> Exercise inputs:
#[cfg(test)]
mod tests {
	use super::*;
	use crate::util::ser::{Readable, VecWriter, Writeable};
	use bitcoin::hashes::Hash;
	use bitcoin::secp256k1::{Secp256k1, SecretKey};
	use std::io::Cursor;

	fn pubkey(byte: u8) -> PublicKey {
		let secp_ctx = Secp256k1::new();
		PublicKey::from_secret_key(&secp_ctx, &SecretKey::from_slice(&[byte; 32]).unwrap())
	}

	#[test]
	fn encoding_channel_reestablish() {
		let msg = ChannelReestablish {
			channel_id: ChannelId([4; 32]),
			next_commitment_number: 3,
			next_revocation_number: 4,
			your_last_per_commitment_secret: [9; 32],
			my_current_per_commitment_point: pubkey(1),
		};
		let encoded = msg.encode();
		assert_eq!(encoded.len(), 32 + 8 + 8 + 32 + 33);
		let decoded: ChannelReestablish = Readable::read(&mut Cursor::new(encoded)).unwrap();
		assert_eq!(decoded, msg);
	}

	#[test]
	fn encoding_update_add_htlc() {
		let msg = UpdateAddHTLC {
			channel_id: ChannelId([2; 32]),
			htlc_id: 2316138423780173,
			amount_msat: 3608586615801332854,
			payment_hash: PaymentHash(bitcoin::hashes::sha256::Hash::hash(&[1; 32]).into_inner()),
			cltv_expiry: 821716,
			onion_routing_packet: OnionPacket::empty(),
		};
		let encoded = msg.encode();
		assert_eq!(encoded.len(), 32 + 8 + 8 + 32 + 4 + 1366);
		let decoded: UpdateAddHTLC = Readable::read(&mut Cursor::new(encoded)).unwrap();
		assert_eq!(decoded, msg);
	}

	#[test]
	fn framed_message_round_trip() {
		let msg = Message::UpdateFee(UpdateFee { channel_id: ChannelId([6; 32]), feerate_per_kw: 1000 });
		let mut w = VecWriter(Vec::new());
		msg.write(&mut w).unwrap();
		assert_eq!(&w.0[..2], &[0, 134]);
		assert_eq!(Message::read(&mut Cursor::new(w.0)).unwrap(), msg);
	}

	#[test]
	fn unknown_message_type() {
		let mut w = VecWriter(Vec::new());
		999u16.write(&mut w).unwrap();
		assert_eq!(Message::read(&mut Cursor::new(w.0)).unwrap(), Message::Unknown(999));
	}
}
#[cfg(test)]
mod tests {
	use super::*;
	use bitcoin::secp256k1::Secp256k1;
	use hex;

	#[test]
	fn per_commitment_storage_vectors() {
		// The "insert_secret correct sequence" test vector from BOLT 3.
		let mut secrets: Vec<[u8; 32]> = Vec::new();
		let mut monitor = CounterpartyCommitmentSecrets::new();

		macro_rules! test_secrets {
			() => {
				let mut idx = 281474976710655;
				for secret in secrets.iter() {
					assert_eq!(monitor.get_secret(idx).unwrap(), *secret);
					idx -= 1;
				}
				assert_eq!(monitor.get_min_seen_secret(), idx + 1);
				assert!(monitor.get_secret(idx).is_none());
			};
		}

		for hex_secret in [
			"7cc854b54e3e0dcdb010d7a3fee464a9687be6e8db3be6854c475621e007a5dc",
			"c7518c8ae4660ed02894df8976fa1a3659c1a8b4b5bec0c4b872abeba4cb8964",
			"2273e227a5b7449b6e70f1fb4652864038b1cbf9cd7c043a7d6456b7fc275ad8",
			"27cddaa5624534cb6cb9d7da077cf2b22ab21e9b506fd4998a51d54502e99116",
			"c65716add7aa98ba7acb236352d665cab17345fe45b55fb879ff80e6bd0c41dd",
			"969660042a28f32d9be17344e09374b379962d03db1574df5a8a5a47e19ce3f2",
			"a5a64476122ca0925fb344bdc1854c1c0a59fc614298e50a33e331980a220f32",
			"05cde6323d949933f7f7b78776bcc1ea6d9b31447732e3802e1f7ac44b650e17",
		].iter() {
			let mut secret = [0; 32];
			secret[0..32].clone_from_slice(&hex::decode(hex_secret).unwrap());
			let idx = 281474976710655 - secrets.len() as u64;
			secrets.push(secret);
			monitor.provide_secret(idx, secret).unwrap();
			test_secrets!();
		}
	}

	#[test]
	fn per_commitment_storage_rejects_inconsistent_secrets() {
		// "insert_secret #1 incorrect" from BOLT 3.
		let mut monitor = CounterpartyCommitmentSecrets::new();

		let mut secret = [0; 32];
		secret[0..32].clone_from_slice(&hex::decode("02a40c85b6f28da08dfdbe0926c53fab2de6d28c10301f8f7c4073d5e42e3148").unwrap());
		monitor.provide_secret(281474976710655, secret).unwrap();

		secret[0..32].clone_from_slice(&hex::decode("c7518c8ae4660ed02894df8976fa1a3659c1a8b4b5bec0c4b872abeba4cb8964").unwrap());
		assert!(monitor.provide_secret(281474976710654, secret).is_err());
	}

	#[test]
	fn derived_keys_are_consistent() {
		// The pubkey of a tweaked private key must equal the tweaked pubkey.
		let secp_ctx = Secp256k1::new();
		let base_secret = SecretKey::from_slice(&[41; 32]).unwrap();
		let per_commitment_secret = SecretKey::from_slice(&[42; 32]).unwrap();
		let base_point = PublicKey::from_secret_key(&secp_ctx, &base_secret);
		let per_commitment_point = PublicKey::from_secret_key(&secp_ctx, &per_commitment_secret);

		let derived_secret = derive_private_key(&secp_ctx, &per_commitment_point, &base_secret).unwrap();
		let derived_point = derive_public_key(&secp_ctx, &per_commitment_point, &base_point).unwrap();
		assert_eq!(PublicKey::from_secret_key(&secp_ctx, &derived_secret), derived_point);

		let rev_secret = derive_private_revocation_key(&secp_ctx, &per_commitment_secret, &base_secret).unwrap();
		let rev_point = derive_public_revocation_key(&secp_ctx, &per_commitment_point, &base_point).unwrap();
		assert_eq!(PublicKey::from_secret_key(&secp_ctx, &rev_secret), rev_point);
	}

	#[test]
	fn channel_keys_are_deterministic() {
		let secp_ctx = Secp256k1::new();
		let keys_a = ChannelKeys::derive_from_seed(&[7; 32], 3);
		let keys_b = ChannelKeys::derive_from_seed(&[7; 32], 3);
		assert_eq!(keys_a, keys_b);
		assert_eq!(keys_a.pubkeys(&secp_ctx), keys_b.pubkeys(&secp_ctx));
		assert_ne!(keys_a, ChannelKeys::derive_from_seed(&[7; 32], 4));

		// The commitment point for a number must match the point of its secret.
		let secret = SecretKey::from_slice(&keys_a.commitment_secret(0)).unwrap();
		assert_eq!(PublicKey::from_secret_key(&secp_ctx, &secret), keys_a.commitment_point(&secp_ctx, 0));
		assert_ne!(keys_a.commitment_point(&secp_ctx, 0), keys_a.commitment_point(&secp_ctx, 1));
	}
}
// This file is Copyright its original authors, visible in version control
// history.
//
// This file is licensed under the Apache License, Version 2.0 <LICENSE-APACHE
// or http://www.apache.org/licenses/LICENSE-2.0> or the MIT license
// <LICENSE-MIT or http://opensource.org/licenses/MIT>, at your option.
// You may not use this file except in accordance with one or both of these
// licenses.

//! Types describing on-chain transactions.

use bitcoin::blockdata::transaction::OutPoint as BitcoinOutPoint;
use bitcoin::hash_types::Txid;

/// A reference to a transaction output.
///
/// Differs from bitcoin::blockdata::transaction::OutPoint as the index is a u16 instead of u32
/// due to LN's restrictions on index values. Should reduce (possibly) unsafe conversions this way.
#[derive(Copy, Clone, PartialEq, Eq, PartialOrd, Ord, Debug, Hash)]
pub struct OutPoint {
	/// The referenced transaction's txid.
	pub txid: Txid,
	/// The index of the referenced output in its transaction's vout.
	pub index: u16,
}

impl OutPoint {
	/// Converts this OutPoint into the OutPoint field as used by rust-bitcoin
	pub fn into_bitcoin_outpoint(self) -> BitcoinOutPoint {
		BitcoinOutPoint {
			txid: self.txid,
			vout: self.index as u32,
		}
	}
}

impl ::std::fmt::Display for OutPoint {
	fn fmt(&self, f: &mut ::std::fmt::Formatter) -> Result<(), ::std::fmt::Error> {
		write!(f, "{}:{}", self.txid, self.index)
	}
}

impl_writeable!(OutPoint, { txid, index });
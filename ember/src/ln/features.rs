// This file is Copyright its original authors, visible in version control
// history.
//
// This file is licensed under the Apache License, Version 2.0 <LICENSE-APACHE
// or http://www.apache.org/licenses/LICENSE-2.0> or the MIT license
// <LICENSE-MIT or http://opensource.org/licenses/MIT>, at your option.
// You may not use this file except in accordance with one or both of these
// licenses.

//! Feature flag definitions for the lightning protocol according to [BOLT #9].
//!
//! Flags come in mandatory/optional pairs: the even bit of a pair signals that a feature is
//! required, the odd bit that it is merely supported. A node which does not understand a set even
//! bit must fail the interaction; unknown odd bits are ignored.
//!
//! [BOLT #9]: https://github.com/lightning/bolts/blob/master/09-features.md

use crate::ln::msgs::DecodeError;
use crate::util::ser::{Readable, Writeable, Writer};

use std::io::Read;

/// Bit positions of the features which may appear in an invoice, named by their pair's odd bit.
mod bits {
	pub const VARIABLE_LENGTH_ONION: usize = 9;
	pub const PAYMENT_SECRET: usize = 15;
	pub const BASIC_MPP: usize = 17;
	pub const PAYMENT_METADATA: usize = 49;
}

/// The set of feature pairs whose semantics this implementation knows, as odd-bit positions.
const KNOWN_INVOICE_FEATURES: [usize; 4] = [
	bits::VARIABLE_LENGTH_ONION,
	bits::PAYMENT_SECRET,
	bits::BASIC_MPP,
	bits::PAYMENT_METADATA,
];

/// Tracks the set of features which a payee advertises in an invoice.
///
/// Flags are stored least-significant-byte first, so `flags[0]` holds bits 0 through 7.
#[derive(Clone, PartialEq, Eq, Hash)]
pub struct InvoiceFeatures {
	flags: Vec<u8>,
}

impl std::fmt::Debug for InvoiceFeatures {
	fn fmt(&self, fmt: &mut std::fmt::Formatter) -> Result<(), std::fmt::Error> {
		write!(fmt, "[")?;
		for b in self.flags.iter().rev() {
			write!(fmt, "{:02x}", b)?;
		}
		write!(fmt, "]")
	}
}

impl InvoiceFeatures {
	/// Creates a features object with no features set.
	pub fn empty() -> InvoiceFeatures {
		InvoiceFeatures { flags: Vec::new() }
	}

	/// Creates a features object from the given least-significant-byte-first flag bytes, keeping
	/// any bits this implementation does not know about.
	pub fn from_le_bytes(flags: Vec<u8>) -> InvoiceFeatures {
		let mut ret = InvoiceFeatures { flags };
		ret.trim();
		ret
	}

	/// The raw feature bytes, least-significant byte first.
	pub fn le_flags(&self) -> &[u8] {
		&self.flags
	}

	fn trim(&mut self) {
		while self.flags.last() == Some(&0) {
			self.flags.pop();
		}
	}

	fn set_bit(&mut self, bit: usize) {
		let byte = bit / 8;
		if self.flags.len() <= byte {
			self.flags.resize(byte + 1, 0);
		}
		self.flags[byte] |= 1 << (bit % 8);
	}

	fn clear_bit(&mut self, bit: usize) {
		let byte = bit / 8;
		if byte < self.flags.len() {
			self.flags[byte] &= !(1 << (bit % 8));
		}
		self.trim();
	}

	fn is_bit_set(&self, bit: usize) -> bool {
		let byte = bit / 8;
		byte < self.flags.len() && self.flags[byte] & (1 << (bit % 8)) != 0
	}

	/// Whether either bit of the pair named by its odd bit is set.
	fn supports_pair(&self, odd_bit: usize) -> bool {
		self.is_bit_set(odd_bit) || self.is_bit_set(odd_bit - 1)
	}

	/// Sets the variable-length onion feature as required.
	pub fn set_variable_length_onion_required(&mut self) {
		self.set_bit(bits::VARIABLE_LENGTH_ONION - 1);
		self.clear_bit(bits::VARIABLE_LENGTH_ONION);
	}

	/// Sets the payment secret feature as required.
	pub fn set_payment_secret_required(&mut self) {
		self.set_bit(bits::PAYMENT_SECRET - 1);
		self.clear_bit(bits::PAYMENT_SECRET);
	}

	/// Sets the basic multi-part-payment feature as optional.
	pub fn set_basic_mpp_optional(&mut self) {
		self.set_bit(bits::BASIC_MPP);
	}

	/// Sets the payment metadata feature as optional.
	pub fn set_payment_metadata_optional(&mut self) {
		self.set_bit(bits::PAYMENT_METADATA);
	}

	/// Whether the payment secret feature is advertised, required or not.
	pub fn supports_payment_secret(&self) -> bool {
		self.supports_pair(bits::PAYMENT_SECRET)
	}

	/// Whether the payment secret feature is required.
	pub fn requires_payment_secret(&self) -> bool {
		self.is_bit_set(bits::PAYMENT_SECRET - 1)
	}

	/// Whether basic multi-part payments are supported.
	pub fn supports_basic_mpp(&self) -> bool {
		self.supports_pair(bits::BASIC_MPP)
	}

	/// Returns true if any even (mandatory) bit which this implementation does not understand is
	/// set. An invoice with such a bit is parseable but cannot be paid by this node.
	pub fn requires_unknown_bits(&self) -> bool {
		for (byte_idx, &byte) in self.flags.iter().enumerate() {
			for bit_in_byte in (0..8).step_by(2) {
				let bit = byte_idx * 8 + bit_in_byte;
				if byte & (1 << bit_in_byte) != 0 && !KNOWN_INVOICE_FEATURES.contains(&(bit + 1)) {
					return true;
				}
			}
		}
		false
	}

	/// The highest bit index which is set, if any.
	pub fn highest_set_bit(&self) -> Option<usize> {
		for (byte_idx, &byte) in self.flags.iter().enumerate().rev() {
			if byte != 0 {
				return Some(byte_idx * 8 + (7 - byte.leading_zeros() as usize));
			}
		}
		None
	}
}

impl Writeable for InvoiceFeatures {
	fn write<W: Writer>(&self, w: &mut W) -> Result<(), ::std::io::Error> {
		(self.flags.len() as u16).write(w)?;
		for f in self.flags.iter().rev() { // Swap back to big-endian
			f.write(w)?;
		}
		Ok(())
	}
}

impl Readable for InvoiceFeatures {
	fn read<R: Read>(r: &mut R) -> Result<Self, DecodeError> {
		let mut flags: Vec<u8> = Readable::read(r)?;
		flags.reverse(); // Swap to little-endian
		Ok(InvoiceFeatures::from_le_bytes(flags))
	}
}

#[cfg(test)]
mod tests {
	use super::*;

	#[test]
	fn set_and_query_known_features() {
		let mut features = InvoiceFeatures::empty();
		assert!(!features.supports_payment_secret());

		features.set_variable_length_onion_required();
		features.set_payment_secret_required();
		features.set_basic_mpp_optional();

		assert!(features.supports_payment_secret());
		assert!(features.requires_payment_secret());
		assert!(features.supports_basic_mpp());
		assert!(!features.requires_unknown_bits());
		assert_eq!(features.highest_set_bit(), Some(bits::BASIC_MPP));
	}

	#[test]
	fn unknown_even_bits_are_flagged() {
		// Bit 100 is even and unknown to us: mandatory and unfulfillable.
		let mut flags = vec![0u8; 13];
		flags[12] |= 1 << 4;
		let features = InvoiceFeatures::from_le_bytes(flags);
		assert!(features.requires_unknown_bits());

		// Bit 101 is odd: tolerated.
		let mut flags = vec![0u8; 13];
		flags[12] |= 1 << 5;
		let features = InvoiceFeatures::from_le_bytes(flags);
		assert!(!features.requires_unknown_bits());
	}

	#[test]
	fn flags_round_trip_big_endian() {
		use crate::util::ser::Writeable;
		let mut features = InvoiceFeatures::empty();
		features.set_payment_secret_required();
		// Bit 14 set: byte 1 (le) == 0x40, serialized big-endian first.
		assert_eq!(features.encode(), vec![0, 2, 0x40, 0]);
		let read: InvoiceFeatures = crate::util::ser::Readable::read(
			&mut ::std::io::Cursor::new(features.encode())).unwrap();
		assert_eq!(read, features);
	}
}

> Exercise goal:
Would you print, exactly as written, every line above from the one holding "assert!(features.supports_basic_mpp());" through the one holding "assert_eq!(features.encode(), vec![0, 2, 0x40, 0]);", with both included and no other lines?

> Answer box:
		assert!(features.supports_basic_mpp());
		assert!(!features.requires_unknown_bits());
		assert_eq!(features.highest_set_bit(), Some(bits::BASIC_MPP));
	}

	#[test]
	fn unknown_even_bits_are_flagged() {
		// Bit 100 is even and unknown to us: mandatory and unfulfillable.
		let mut flags = vec![0u8; 13];
		flags[12] |= 1 << 4;
		let features = InvoiceFeatures::from_le_bytes(flags);
		assert!(features.requires_unknown_bits());

		// Bit 101 is odd: tolerated.
		let mut flags = vec![0u8; 13];
		flags[12] |= 1 << 5;
		let features = InvoiceFeatures::from_le_bytes(flags);
		assert!(!features.requires_unknown_bits());
	}

	#[test]
	fn flags_round_trip_big_endian() {
		use crate::util::ser::Writeable;
		let mut features = InvoiceFeatures::empty();
		features.set_payment_secret_required();
		// Bit 14 set: byte 1 (le) == 0x40, serialized big-endian first.
		assert_eq!(features.encode(), vec![0, 2, 0x40, 0]);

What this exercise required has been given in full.